**Exercise directions**. Only these lines of the data below are wanted: the one with "distinct variants so", the one with "this error type.", and any lines between them, each repeated exactly.

[Dataset records]
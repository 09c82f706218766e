//! Implementation of the `lockfile status` command.
//!
//! Reports the state of a lock, its holder and the age of the claim, and
//! flags claims older than the configured stale threshold.

use crate::cli::StatusArgs;
use lockfile::config::Config;
use lockfile::error::{LockfileError, Result};
use lockfile::locks::{FileLock, LockInfo};
use serde_json::json;

/// Execute the `lockfile status` command.
pub fn cmd_status(args: StatusArgs, config: &Config) -> Result<()> {
    let lock = FileLock::from_config(&args.path, config)?;
    let info = lock.info();
    let stale = info.is_stale(config.stale_minutes);

    if args.json {
        println!("{}", render_json(&info, stale)?);
    } else {
        println!("{}", render_text(&info, stale));
    }
    Ok(())
}

pub(super) fn render_text(info: &LockInfo, stale: bool) -> String {
    let stale_marker = if stale { " [STALE]" } else { "" };
    format!("{}{}", info, stale_marker)
}

pub(super) fn render_json(info: &LockInfo, stale: bool) -> Result<String> {
    let mut value = serde_json::to_value(info).map_err(|e| {
        LockfileError::UserError(format!("failed to serialize lock info: {}", e))
    })?;
    if let Some(object) = value.as_object_mut() {
        object.insert("stale".to_string(), json!(stale));
    }
    serde_json::to_string_pretty(&value)
        .map_err(|e| LockfileError::UserError(format!("failed to serialize lock info: {}", e)))
}
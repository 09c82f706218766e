//! PID file backend.
//!
//! The resource path itself is the claim: it is created with exclusive-create
//! semantics and holds the holder's process id followed by a newline.
//!
//! Only the pid is recorded, so ownership is process-scoped whatever the
//! holder's thread tag. A pidfile naming a dead process is not treated as
//! stale; use `break_lock` to clear it.

use super::backend::{ClaimAttempt, ClaimStrategy};
use super::types::BackendKind;
use crate::fs::{entry_exists, remove_file_if_exists, sync_parent_dir};
use std::fs::{self, OpenOptions};
use std::io::{self, Write};
use std::path::{Path, PathBuf};

#[derive(Debug)]
pub struct PidFileClaim {
    path: PathBuf,
    pid: u32,
}

impl PidFileClaim {
    pub fn new(path: &Path, pid: u32) -> Self {
        Self {
            path: path.to_path_buf(),
            pid,
        }
    }
}

/// Read the pid recorded in a pidfile.
///
/// Returns `Ok(None)` when the file does not exist or its first line is not
/// a decimal pid.
pub fn read_pid_from_pidfile(path: &Path) -> io::Result<Option<u32>> {
    let content = match fs::read_to_string(path) {
        Ok(content) => content,
        Err(e) if e.kind() == io::ErrorKind::NotFound => return Ok(None),
        Err(e) => return Err(e),
    };
    Ok(content
        .lines()
        .next()
        .and_then(|line| line.trim().parse::<u32>().ok()))
}

/// Exclusively create a pidfile containing `pid`.
///
/// Fails with `AlreadyExists` if the file is present. A partially written
/// file is removed before the error is returned.
pub fn write_pid_to_pidfile(path: &Path, pid: u32) -> io::Result<()> {
    let mut options = OpenOptions::new();
    options.write(true).create_new(true);
    #[cfg(unix)]
    {
        use std::os::unix::fs::OpenOptionsExt;
        options.mode(0o644);
    }

    let mut file = options.open(path)?;
    let written = writeln!(file, "{}", pid).and_then(|()| file.sync_all());
    if let Err(e) = written {
        let _ = remove_file_if_exists(path);
        return Err(e);
    }
    sync_parent_dir(path);
    Ok(())
}

/// Remove a pidfile. A missing file is not an error.
pub fn remove_existing_pidfile(path: &Path) -> io::Result<()> {
    remove_file_if_exists(path).map(|_| ())
}

impl ClaimStrategy for PidFileClaim {
    fn kind(&self) -> BackendKind {
        BackendKind::PidFile
    }

    fn artifact_path(&self) -> &Path {
        &self.path
    }

    fn try_claim(&mut self) -> io::Result<ClaimAttempt> {
        match write_pid_to_pidfile(&self.path, self.pid) {
            Ok(()) => Ok(ClaimAttempt::Acquired),
            Err(e) if e.kind() == io::ErrorKind::AlreadyExists => {
                if self.i_am_locking() {
                    Ok(ClaimAttempt::Acquired)
                } else {
                    Ok(ClaimAttempt::Contended)
                }
            }
            Err(e) => Err(e),
        }
    }

    fn is_locked(&self) -> bool {
        entry_exists(&self.path)
    }

    fn i_am_locking(&self) -> bool {
        matches!(read_pid_from_pidfile(&self.path), Ok(Some(pid)) if pid == self.pid)
    }

    fn remove_claim(&mut self) -> io::Result<()> {
        remove_existing_pidfile(&self.path)
    }

    fn break_claim(&mut self) -> io::Result<()> {
        remove_existing_pidfile(&self.path)
    }

    fn holder(&self) -> Option<String> {
        read_pid_from_pidfile(&self.path)
            .ok()
            .flatten()
            .map(|pid| pid.to_string())
    }
}
//! Error types for lockfile.
//!
//! Uses thiserror for derive macros. Acquisition and release failures are
//! distinct variants so callers can tell "busy, try later" apart from
//! "will never succeed without intervention".

use crate::exit_codes;
use std::path::PathBuf;
use std::time::Duration;
use thiserror::Error;

/// Main error type for lock operations.
#[derive(Error, Debug)]
pub enum LockfileError {
    /// A single acquisition attempt found the resource claimed by another holder.
    #[error("'{}' is already locked", path.display())]
    AlreadyLocked { path: PathBuf },

    /// A bounded acquisition attempt ran out of time while contended.
    #[error("timed out after {:.3}s waiting for lock on '{}'", timeout.as_secs_f64(), path.display())]
    LockTimeout { path: PathBuf, timeout: Duration },

    /// The claim primitive failed for a reason unrelated to contention.
    #[error("failed to lock '{}': {source}", path.display())]
    LockFailed {
        path: PathBuf,
        #[source]
        source: std::io::Error,
    },

    /// Release was attempted but no claim artifact exists.
    #[error("'{}' is not locked", path.display())]
    NotLocked { path: PathBuf },

    /// Release was attempted on a lock held by a different holder.
    #[error("'{}' is locked by another holder", path.display())]
    NotMyLock { path: PathBuf },

    /// The lock was ours but the claim artifact could not be removed.
    #[error("failed to release lock '{}': {source}", path.display())]
    UnlockFailed {
        path: PathBuf,
        #[source]
        source: std::io::Error,
    },

    /// The resource path cannot be used as a lock target.
    #[error("invalid lock path: {0}")]
    InvalidPath(String),

    /// Bad configuration or arguments.
    #[error("{0}")]
    UserError(String),

    /// A command run under the lock exited unsuccessfully.
    #[error("command exited with status {code}")]
    CommandFailed { code: i32 },
}

impl LockfileError {
    /// Returns the appropriate exit code for this error type.
    pub fn exit_code(&self) -> i32 {
        match self {
            LockfileError::AlreadyLocked { .. } => exit_codes::LOCK_BUSY,
            LockfileError::LockTimeout { .. } => exit_codes::LOCK_BUSY,
            LockfileError::LockFailed { .. } => exit_codes::LOCK_FAILURE,
            LockfileError::NotLocked { .. } => exit_codes::UNLOCK_FAILURE,
            LockfileError::NotMyLock { .. } => exit_codes::UNLOCK_FAILURE,
            LockfileError::UnlockFailed { .. } => exit_codes::UNLOCK_FAILURE,
            LockfileError::InvalidPath(_) => exit_codes::USER_ERROR,
            LockfileError::UserError(_) => exit_codes::USER_ERROR,
            LockfileError::CommandFailed { code } => *code,
        }
    }

    /// Whether waiting and trying again could succeed.
    ///
    /// Only contention is retryable; a `LockFailed` will keep failing until
    /// someone fixes permissions, paths or disk space.
    pub fn is_retryable(&self) -> bool {
        matches!(
            self,
            LockfileError::AlreadyLocked { .. } | LockfileError::LockTimeout { .. }
        )
    }
}

/// Result type alias for lock operations.
pub type Result<T> = std::result::Result<T, LockfileError>;
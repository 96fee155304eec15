use std::sync::Arc;

use serenity::async_trait;

use crate::error::MusicResult;
use crate::models::{PlayTicket, Track};

/// Remote audio engine: resolves queries and plays media into a guild's voice session.
#[async_trait]
pub trait AudioEngine: Send + Sync {
    /// Empty on no match. Search text yields at most one track, URLs may yield many.
    async fn resolve(&self, query: &str) -> MusicResult<Vec<Track>>;

    /// The engine must report the end of this track with the same `ticket`.
    async fn play(&self, guild_id: u64, track: &Track, ticket: PlayTicket) -> MusicResult<()>;

    async fn pause(&self, guild_id: u64) -> MusicResult<()>;

    async fn resume(&self, guild_id: u64) -> MusicResult<()>;

    async fn stop(&self, guild_id: u64) -> MusicResult<()>;
}

#[async_trait]
pub trait VoiceConnector: Send + Sync {
    async fn connect(&self, guild_id: u64, channel_id: u64) -> MusicResult<()>;

    async fn disconnect(&self, guild_id: u64) -> MusicResult<()>;

    async fn is_connected(&self, guild_id: u64) -> bool;
}

/// Completion notification sent by the engine, naturally or after a stop.
#[derive(Clone, Copy, Debug, PartialEq, Eq)]
pub struct TrackEnded {
    pub guild_id: u64,
    pub ticket: PlayTicket,
}

#[async_trait]
impl<T: AudioEngine + ?Sized> AudioEngine for Arc<T> {
    async fn resolve(&self, query: &str) -> MusicResult<Vec<Track>> {
        (**self).resolve(query).await
    }

    async fn play(&self, guild_id: u64, track: &Track, ticket: PlayTicket) -> MusicResult<()> {
        (**self).play(guild_id, track, ticket).await
    }

    async fn pause(&self, guild_id: u64) -> MusicResult<()> {
        (**self).pause(guild_id).await
    }

    async fn resume(&self, guild_id: u64) -> MusicResult<()> {
        (**self).resume(guild_id).await
    }

    async fn stop(&self, guild_id: u64) -> MusicResult<()> {
        (**self).stop(guild_id).await
    }
}

#[async_trait]
impl<T: VoiceConnector + ?Sized> VoiceConnector for Arc<T> {
    async fn connect(&self, guild_id: u64, channel_id: u64) -> MusicResult<()> {
        (**self).connect(guild_id, channel_id).await
    }

    async fn disconnect(&self, guild_id: u64) -> MusicResult<()> {
        (**self).disconnect(guild_id).await
    }

    async fn is_connected(&self, guild_id: u64) -> bool {
        (**self).is_connected(guild_id).await
    }
}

**Task response**.
//! distinct variants so callers can tell "busy, try later" apart from
//! "will never succeed without intervention".

use crate::exit_codes;
use std::path::PathBuf;
use std::time::Duration;
use thiserror::Error;

/// Main error type for lock operations.
#[derive(Error, Debug)]
pub enum LockfileError {
    /// A single acquisition attempt found the resource claimed by another holder.
    #[error("'{}' is already locked", path.display())]
    AlreadyLocked { path: PathBuf },

    /// A bounded acquisition attempt ran out of time while contended.
    #[error("timed out after {:.3}s waiting for lock on '{}'", timeout.as_secs_f64(), path.display())]
    LockTimeout { path: PathBuf, timeout: Duration },

    /// The claim primitive failed for a reason unrelated to contention.
    #[error("failed to lock '{}': {source}", path.display())]
    LockFailed {
        path: PathBuf,
        #[source]
        source: std::io::Error,
    },

    /// Release was attempted but no claim artifact exists.
    #[error("'{}' is not locked", path.display())]
    NotLocked { path: PathBuf },

    /// Release was attempted on a lock held by a different holder.
    #[error("'{}' is locked by another holder", path.display())]
    NotMyLock { path: PathBuf },

    /// The lock was ours but the claim artifact could not be removed.
    #[error("failed to release lock '{}': {source}", path.display())]
    UnlockFailed {
        path: PathBuf,
        #[source]
        source: std::io::Error,
    },

    /// The resource path cannot be used as a lock target.
    #[error("invalid lock path: {0}")]
    InvalidPath(String),

    /// Bad configuration or arguments.
    #[error("{0}")]
    UserError(String),

    /// A command run under the lock exited unsuccessfully.
    #[error("command exited with status {code}")]
    CommandFailed { code: i32 },
}

impl LockfileError {
    /// Returns the appropriate exit code for this error type.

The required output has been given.